We can get the list of partition key ranges using this API. Partition Key Ranges might change in future with changes in data.

Physical partitions are internal implementations. We don't have any control over the size or number of physical partitions and we can't control the mapping between logical & physical partitions.

But we can control the distribution of data over logical partitions by choosing appropriate Partition Key which can spread data evenly across multiple logical partitions.

0
votes

This information used to be displayed straight forwardly in the portal but this was removed in a redesign.

I feel that this is a mistake as provisoning RU requires knowledge of peak RU per partition multiplied by number of partitions so this number should be easily accessible.

The information is returned in the JSON returned to the portal but not shown to us. For collections provisioned with dedicated throughput (i.e. not using database provisioned throughput) this javascript bookmark shows the information.

javascript:(function () {     var ss = ko.contextFor($(".ext-quickstart-tabs-left-margin")[0]).$rawData().selectedSection();      var coll = ss.selectedCollectionId();      if (coll === null) {         alert("Please drill down into a specific container");     }     else {         alert("Partition count for container " + coll + " is " + ss.selectedCollectionPartitionCount());     } })();

Visit the metrics tab in the portal and select the database and container and then run the bookmark to see the count in an alert box as below.

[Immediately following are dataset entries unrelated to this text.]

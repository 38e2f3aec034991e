use std::path::PathBuf;

#[derive(thiserror::Error, Debug)]
pub enum DecalError {
    #[error("could not read image {}: {source}", path.display())]
    InputUnreadable {
        path: PathBuf,
        #[source]
        source: image::ImageError,
    },

    #[error("could not write image {}: {source}", path.display())]
    OutputWrite {
        path: PathBuf,
        #[source]
        source: image::ImageError,
    },

    #[cfg(feature = "use-opencv")]
    #[error("OpenCV error: {0}")]
    OpenCvError(#[from] opencv::Error),

    #[error("Image processing error: {0}")]
    ImageError(String),

    #[error("I/O error: {0}")]
    Io(#[from] std::io::Error),

    #[error("Invalid config: {0}")]
    Config(#[from] serde_json::Error),
}

pub type Result<T> = std::result::Result<T, DecalError>;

enter image description here

You can also see this information from the pkranges REST end point. This is used by the SDK. Some code that works in the V2 SDK is below

var documentClient = new DocumentClient(new Uri(endpointUrl), authorizationKey,
 new ConnectionPolicy {
  ConnectionMode = ConnectionMode.Direct
 });

var partitionKeyRangesUri = UriFactory.CreatePartitionKeyRangesUri(dbName, collectionName);
FeedResponse < PartitionKeyRange > response = null;

do {
 response = await documentClient.ReadPartitionKeyRangeFeedAsync(partitionKeyRangesUri,
  new FeedOptions {
   MaxItemCount = 1000
  });
 foreach(var pkRange in response) {
  //TODO: Something with the pkRange
 }

} while (!string.IsNullOrEmpty(response.ResponseContinuation));